This One Has My Attention

You all know my position on bundled payments – bullish. The most recent controversy has been about voluntary programs vs. mandatory programs. There are good arguments favoring mandatory bundles, but that’s not what I am going to talk about. The CMS has created a new voluntary bundled payment model: Bundled Payments for Care Improvement Advanced (BPCI Advanced). It starts in October and I thought you should be aware of it. Basically, this is a single retrospective payment for a clinical episode in an inpatient or outpatient setting, for a specified MS-DRG or HCPCS code. So, this is an Advanced APM (think MACRA).

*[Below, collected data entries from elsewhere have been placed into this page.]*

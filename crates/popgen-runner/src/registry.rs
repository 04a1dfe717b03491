//! Run registry - persisted run records keyed by run id

use async_trait::async_trait;
use dashmap::DashMap;
use popgen_core::{Error, Result, Run, RunId};
use std::path::{Path, PathBuf};
use tokio::sync::Mutex;
use tracing::{info, warn};

/// Storage for run records. Listing methods return newest runs first.
#[async_trait]
pub trait RunRegistry: Send + Sync {
    async fn find_by_owner(&self, owner: &str) -> Result<Vec<Run>>;

    async fn find_all(&self) -> Result<Vec<Run>>;

    async fn find_by_id(&self, run_id: &RunId) -> Result<Option<Run>>;

    /// Insert or replace the record for `run.run_id`.
    async fn save(&self, run: Run) -> Result<()>;

    /// Returns false if there was no such record.
    async fn delete_by_id(&self, run_id: &RunId) -> Result<bool>;
}

/// In-memory registry, optionally mirrored to a JSON file.
///
/// The file is rewritten in full after every mutation (temp file + rename);
/// a mutation whose write fails is rolled back in memory.
pub struct JsonRunRegistry {
    runs: DashMap<RunId, Run>,
    path: Option<PathBuf>,
    write_lock: Mutex<()>,
}

impl Default for JsonRunRegistry {
    fn default() -> Self {
        Self::in_memory()
    }
}

impl JsonRunRegistry {
    pub fn in_memory() -> Self {
        Self {
            runs: DashMap::new(),
            path: None,
            write_lock: Mutex::new(()),
        }
    }

    /// Open a file-backed registry, loading existing records if the file exists.
    pub fn open(path: impl AsRef<Path>) -> Result<Self> {
        let path = path.as_ref().to_path_buf();
        let runs = DashMap::new();

        match std::fs::read_to_string(&path) {
            Ok(content) if !content.trim().is_empty() => {
                let records: Vec<Run> = serde_json::from_str(&content).map_err(|e| {
                    Error::registry(format!("corrupt registry {}: {}", path.display(), e))
                })?;
                for run in records {
                    runs.insert(run.run_id.clone(), run);
                }
                info!("Loaded {} runs from {}", runs.len(), path.display());
            }
            Ok(_) => {}
            Err(e) if e.kind() == std::io::ErrorKind::NotFound => {
                info!("No registry at {} - starting empty", path.display());
            }
            Err(e) => return Err(e.into()),
        }

        Ok(Self {
            runs,
            path: Some(path),
            write_lock: Mutex::new(()),
        })
    }

    pub fn len(&self) -> usize {
        self.runs.len()
    }

    pub fn is_empty(&self) -> bool {
        self.runs.is_empty()
    }

    fn snapshot(&self) -> Vec<Run> {
        let mut runs: Vec<Run> = self.runs.iter().map(|r| r.value().clone()).collect();
        sort_newest_first(&mut runs);
        runs
    }

    async fn persist(&self) -> Result<()> {
        let Some(path) = &self.path else {
            return Ok(());
        };
        let json = serde_json::to_vec_pretty(&self.snapshot())?;
        let tmp = path.with_extension("json.tmp");
        tokio::fs::write(&tmp, &json).await?;
        tokio::fs::rename(&tmp, path).await?;
        Ok(())
    }
}

fn sort_newest_first(runs: &mut [Run]) {
    runs.sort_by(|a, b| {
        b.created_at
            .cmp(&a.created_at)
            .then_with(|| b.run_id.cmp(&a.run_id))
    });
}

#[async_trait]
impl RunRegistry for JsonRunRegistry {
    async fn find_by_owner(&self, owner: &str) -> Result<Vec<Run>> {
        let mut runs: Vec<Run> = self
            .runs
            .iter()
            .filter(|r| r.owner == owner)
            .map(|r| r.value().clone())
            .collect();
        sort_newest_first(&mut runs);
        Ok(runs)
    }

    async fn find_all(&self) -> Result<Vec<Run>> {
        Ok(self.snapshot())
    }

    async fn find_by_id(&self, run_id: &RunId) -> Result<Option<Run>> {
        Ok(self.runs.get(run_id).map(|r| r.value().clone()))
    }

    async fn save(&self, run: Run) -> Result<()> {
        let _write = self.write_lock.lock().await;
        let id = run.run_id.clone();
        let previous = self.runs.insert(id.clone(), run);

        if let Err(e) = self.persist().await {
            warn!("Failed to persist run {}: {}", id, e);
            match previous {
                Some(prev) => {
                    self.runs.insert(id.clone(), prev);
                }
                None => {
                    self.runs.remove(&id);
                }
            }
            return Err(Error::registry(format!("save {}: {}", id, e)));
        }
        Ok(())
    }

    async fn delete_by_id(&self, run_id: &RunId) -> Result<bool> {
        let _write = self.write_lock.lock().await;
        let Some((id, removed)) = self.runs.remove(run_id) else {
            return Ok(false);
        };

        if let Err(e) = self.persist().await {
            warn!("Failed to persist deletion of run {}: {}", id, e);
            self.runs.insert(id.clone(), removed);
            return Err(Error::registry(format!("delete {}: {}", id, e)));
        }
        Ok(true)
    }
}

#[cfg(test)]
mod tests {
    use super::*;
    use chrono::{Duration, Utc};
    use popgen_core::GenerationParameters;

    fn run(id: &str, owner: &str, minutes_ago: i64) -> Run {
        let mut run = Run::new(RunId::parse(id).unwrap(), owner, GenerationParameters::default());
        run.created_at = Utc::now() - Duration::minutes(minutes_ago);
        run
    }

    #[tokio::test]
    async fn save_find_delete() {
        let reg = JsonRunRegistry::in_memory();
        reg.save(run("r1", "alice", 5)).await.unwrap();
        reg.save(run("r2", "bob", 1)).await.unwrap();
        reg.save(run("r3", "alice", 0)).await.unwrap();

        let alice: Vec<String> = reg
            .find_by_owner("alice")
            .await
            .unwrap()
            .into_iter()
            .map(|r| r.run_id.to_string())
            .collect();
        assert_eq!(alice, ["r3", "r1"]);
        assert_eq!(reg.find_all().await.unwrap().len(), 3);

        let id = RunId::parse("r2").unwrap();
        assert!(reg.find_by_id(&id).await.unwrap().is_some());
        assert!(reg.delete_by_id(&id).await.unwrap());
        assert!(!reg.delete_by_id(&id).await.unwrap());
        assert!(reg.find_by_id(&id).await.unwrap().is_none());
    }

    #[tokio::test]
    async fn file_backed_registry_survives_reopen() {
        let tmp = tempfile::tempdir().unwrap();
        let path = tmp.path().join("runs.json");

        let reg = JsonRunRegistry::open(&path).unwrap();
        assert!(reg.is_empty());
        reg.save(run("r1", "alice", 2)).await.unwrap();
        reg.save(run("r2", "alice", 1)).await.unwrap();
        reg.delete_by_id(&RunId::parse("r1").unwrap()).await.unwrap();
        drop(reg);

        let reopened = JsonRunRegistry::open(&path).unwrap();
        assert_eq!(reopened.len(), 1);
        let only = reopened.find_all().await.unwrap();
        assert_eq!(only[0].run_id.as_str(), "r2");
        assert_eq!(only[0].owner, "alice");
    }

    #[tokio::test]
    async fn failed_write_rolls_back() {
        let tmp = tempfile::tempdir().unwrap();
        let path = tmp.path().join("missing-dir").join("runs.json");
        let reg = JsonRunRegistry::open(&path).unwrap();

        let err = reg.save(run("r1", "alice", 0)).await.unwrap_err();
        assert!(matches!(err, Error::Registry(_)));
        assert!(reg.is_empty());
    }

    #[tokio::test]
    async fn failed_overwrite_restores_previous_record() {
        let tmp = tempfile::tempdir().unwrap();
        let path = tmp.path().join("runs.json");
        let reg = JsonRunRegistry::open(&path).unwrap();
        reg.save(run("r1", "alice", 5)).await.unwrap();

        // A directory where the temp file goes makes the next write fail.
        std::fs::create_dir(path.with_extension("json.tmp")).unwrap();
        let err = reg.save(run("r1", "bob", 0)).await.unwrap_err();
        assert!(matches!(err, Error::Registry(_)));
        assert!(err.to_string().contains("r1"));

        let kept = reg.find_by_id(&RunId::parse("r1").unwrap()).await.unwrap().unwrap();
        assert_eq!(kept.owner, "alice");
        assert_eq!(reg.len(), 1);
    }

    #[test]
    fn corrupt_file_is_an_error() {
        let tmp = tempfile::tempdir().unwrap();
        let path = tmp.path().join("runs.json");
        std::fs::write(&path, "{not json").unwrap();
        assert!(matches!(JsonRunRegistry::open(&path), Err(Error::Registry(_))));
    }
}
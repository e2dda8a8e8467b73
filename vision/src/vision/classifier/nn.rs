use std::path::Path;

use anyhow::{ensure, Context};
use candle_core::{DType, Device, Module, Tensor};
use candle_nn::{Linear, VarBuilder, VarMap};

use super::{Classifier, ClassifierCapacity};

/// Two layer perceptron running on the CPU.
pub struct CandleClassifier {
    hidden: Linear,
    output: Linear,
    // Owns the tensors the layers were built from
    varmap: VarMap,
    device: Device,
    input_dim: usize,
    class_count: usize,
}

impl CandleClassifier {
    /// Builds the network and fills it from a safetensors file with layers named `0` and `2`.
    pub fn load(path: impl AsRef<Path>, input_dim: usize, hidden_dim: usize, class_count: usize) -> anyhow::Result<Self> {
        let path = path.as_ref();
        let mut classifier = Self::with_random_weights(input_dim, hidden_dim, class_count)?;
        classifier
            .varmap
            .load(path)
            .with_context(|| format!("Failed to load classifier weights from {}", path.display()))?;
        log::info!("Loaded classifier weights from {}", path.display());

        Ok(classifier)
    }

    pub fn with_random_weights(input_dim: usize, hidden_dim: usize, class_count: usize) -> anyhow::Result<Self> {
        let device = Device::Cpu;
        let varmap = VarMap::new();
        let vs = VarBuilder::from_varmap(&varmap, DType::F32, &device);
        let hidden = candle_nn::linear(input_dim, hidden_dim, vs.pp("0"))?;
        let output = candle_nn::linear(hidden_dim, class_count, vs.pp("2"))?;

        Ok(Self {
            hidden,
            output,
            varmap,
            device,
            input_dim,
            class_count,
        })
    }
}

impl Classifier for CandleClassifier {
    fn capacity(&self) -> ClassifierCapacity {
        ClassifierCapacity {
            input_len: self.input_dim,
            output_len: self.class_count,
        }
    }

    fn classify(&mut self, tensor: &[f32]) -> anyhow::Result<Vec<f32>> {
        ensure!(
            tensor.len() == self.input_dim,
            "Classifier expects {} inputs, got {}",
            self.input_dim,
            tensor.len()
        );

        let input = Tensor::from_slice(tensor, tensor.len(), &self.device)?.unsqueeze(0)?;
        let hidden = self.hidden.forward(&input)?.relu()?;
        let scores = self.output.forward(&hidden)?.squeeze(0)?.to_vec1::<f32>()?;

        Ok(scores)
    }
}
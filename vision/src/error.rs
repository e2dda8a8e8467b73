use thiserror::Error;

pub type Result<T> = std::result::Result<T, Error>;

#[derive(Debug, Error)]
pub enum Error {
    /// The classifier handed back something the control loop cannot trust.
    #[error("invalid input: {0}")]
    InvalidInput(String),

    #[error("not enough space in {what}: required {required}, available {available}")]
    CapacityExceeded {
        what: &'static str,
        required: usize,
        available: usize,
    },

    #[error("invalid configuration: {0}")]
    InvalidConfig(String),

    #[error(transparent)]
    OpenCv(#[from] opencv::Error),
}
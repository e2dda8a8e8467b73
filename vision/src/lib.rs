pub mod config;
pub mod controller;
pub mod error;
pub mod preprocess;
pub mod report;
pub mod source;
pub mod utils;
pub mod vision;

pub use config::{AdmissionPolicy, RoiPolicy, VisionConfig, CIFAR10_CLASSES};
pub use controller::{ControllerState, FrameController, FrameOutcome};
pub use error::{Error, Result};
pub use report::{FrameRecord, FrameTimings, RunSummary};
pub use source::{Frame, FrameSource};
pub use vision::{
    classifier::{CandleClassifier, Classifier, ClassifierCapacity, TensorConfig},
    roi::{region::Region, RoiChoice, RoiConfig, RoiStrategy, RoiTracker},
    uncertainty::{mode::Mode, UncertaintyConfig, UncertaintyReport, UncertaintyScheme},
    window::{SmoothingScheme, TemporalSmoother, WindowConfig, WindowShape},
};
use opencv::{
    core::{add_weighted, convert_scale_abs, Mat, Point, Vector, BORDER_DEFAULT, CV_16S},
    imgproc::{
        approx_poly_dp, bounding_rect, canny_def, contour_area, find_contours_def, gaussian_blur_def, sobel,
        CHAIN_APPROX_SIMPLE, RETR_EXTERNAL,
    },
};
use serde::{Deserialize, Serialize};

use super::region::Region;
use crate::{error::Result, preprocess::to_grey};

#[derive(Debug, Clone, PartialEq, Serialize, Deserialize)]
#[serde(default)]
pub struct ContourParams {
    pub canny_low: f64,
    pub canny_high: f64,
    pub poly_epsilon: f64,
    /// Contours enclosing this many pixels or fewer are ignored.
    pub min_area: f64,
}

impl Default for ContourParams {
    fn default() -> Self {
        Self {
            canny_low: 100.0,
            canny_high: 200.0,
            poly_epsilon: 3.0,
            min_area: 10.0,
        }
    }
}

/// Bounding box of every significant edge contour in `img`, in `img` coordinates.
///
/// Returns `None` when the image is too dark or too flat to yield a contour.
pub fn find_bounds(img: &Mat, params: &ContourParams) -> Result<Option<Region>> {
    let img_grey = to_grey(img)?;

    let mut img_blur = Mat::default();
    gaussian_blur_def(&img_grey, &mut img_blur, (3, 3).into(), 0.0)?;

    // Sobel gradient magnitude approximation
    let mut grad_x = Mat::default();
    sobel(&img_blur, &mut grad_x, CV_16S, 1, 0, 3, 1.0, 0.0, BORDER_DEFAULT)?;
    let mut grad_y = Mat::default();
    sobel(&img_blur, &mut grad_y, CV_16S, 0, 1, 3, 1.0, 0.0, BORDER_DEFAULT)?;
    let mut abs_grad_x = Mat::default();
    convert_scale_abs(&grad_x, &mut abs_grad_x, 1.0, 0.0)?;
    let mut abs_grad_y = Mat::default();
    convert_scale_abs(&grad_y, &mut abs_grad_y, 1.0, 0.0)?;
    let mut gradient = Mat::default();
    add_weighted(&abs_grad_x, 0.5, &abs_grad_y, 0.5, 0.0, &mut gradient, -1)?;

    let mut edges = Mat::default();
    canny_def(&gradient, &mut edges, params.canny_low, params.canny_high)?;

    let mut contours: Vector<Vector<Point>> = Vector::new();
    find_contours_def(&edges, &mut contours, RETR_EXTERNAL, CHAIN_APPROX_SIMPLE)?;

    let mut bounds: Option<Region> = None;
    for contour in contours.iter() {
        let mut poly: Vector<Point> = Vector::new();
        approx_poly_dp(&contour, &mut poly, params.poly_epsilon, true)?;
        if poly.len() < 2 || contour_area(&poly, false)? <= params.min_area {
            continue;
        }

        let area = Region::from_rect(bounding_rect(&poly)?);
        bounds = Some(match bounds {
            Some(b) => b.union(&area),
            None => area,
        });
    }

    if bounds.is_none() {
        log::debug!("No significant contours among {} candidates", contours.len());
    }

    Ok(bounds)
}

#[cfg(test)]
mod tests {
    use opencv::{
        core::{Rect, Scalar, CV_8UC3},
        imgproc::{rectangle, LINE_8},
    };

    use super::*;

    #[test]
    fn black_frame_has_no_contours() {
        let frame = Mat::new_rows_cols_with_default(60, 80, CV_8UC3, Scalar::all(0.0)).unwrap();
        assert_eq!(find_bounds(&frame, &ContourParams::default()).unwrap(), None);
    }

    #[test]
    fn bright_block_is_bounded() {
        let mut frame = Mat::new_rows_cols_with_default(60, 80, CV_8UC3, Scalar::all(0.0)).unwrap();
        rectangle(&mut frame, Rect::new(20, 15, 30, 25), Scalar::all(255.0), -1, LINE_8, 0).unwrap();

        let bounds = find_bounds(&frame, &ContourParams::default()).unwrap().unwrap();
        assert!(bounds.min.x <= 20 && bounds.min.y <= 15, "{bounds:?}");
        assert!(bounds.max.x >= 50 && bounds.max.y >= 40, "{bounds:?}");
        assert!(bounds.width() < 80 && bounds.height() < 60, "{bounds:?}");
    }
}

Participants will receive payments from Medicare if total spending for a Clinical Episode is below a Target Price. Participants may receive adjustments to their payments under the model based on quality performance. There are 29 inpatient Clinical Episodes (MS-DRGs) and 3 outpatient Clinical Episodes (HCPCS codes) to choose from. The Episode is the admission + 90 days for inpatient, and procedure + 90 days for outpatient. The single payment will include all inpatient hospital and physician services, all ambulatory physician services, post-acute care services, and hospice care – basically all Medicare Part A & B services. Readmissions are fair in that they are paid separately if the event is for an excluded MS-DRG.
Payment is by retrospective reconciliation. That means CMS pays submitted claims first, like usual, then calculates providers’ total Medicare spending on the full Clinical Episode. If spending was below target price, CMS pays you up to target price; if spending was above, you owe CMS back. However, there is a stop/loss or gain limit, capped at +/- 20% of final Target Prices. So your upside and downside risk is limited. A couple more enhancements: coverage is allowed for SNF care (even if < 3-day hospital stay), and telehealth coverage is expanded to the home.
If a practice meets the other criteria for Advanced APM, this could qualify for the 5% incentive payment on top, making the downside risk even smaller. There is a variety of medical diagnoses as well as surgical procedures to pick from. You may recall that I believe episodic payment models will be easier to operationalize in Montana, where ACO models with lower attributed beneficiaries may struggle to avoid inadequate margins and downside risk that is eventually coming. For those of you who did apply, I would love to hear from you as we may be able to help. The program begins in October, and for most of us, we will watch the outcome with the first cohort, with a second opportunity to participate coming in January, 2020.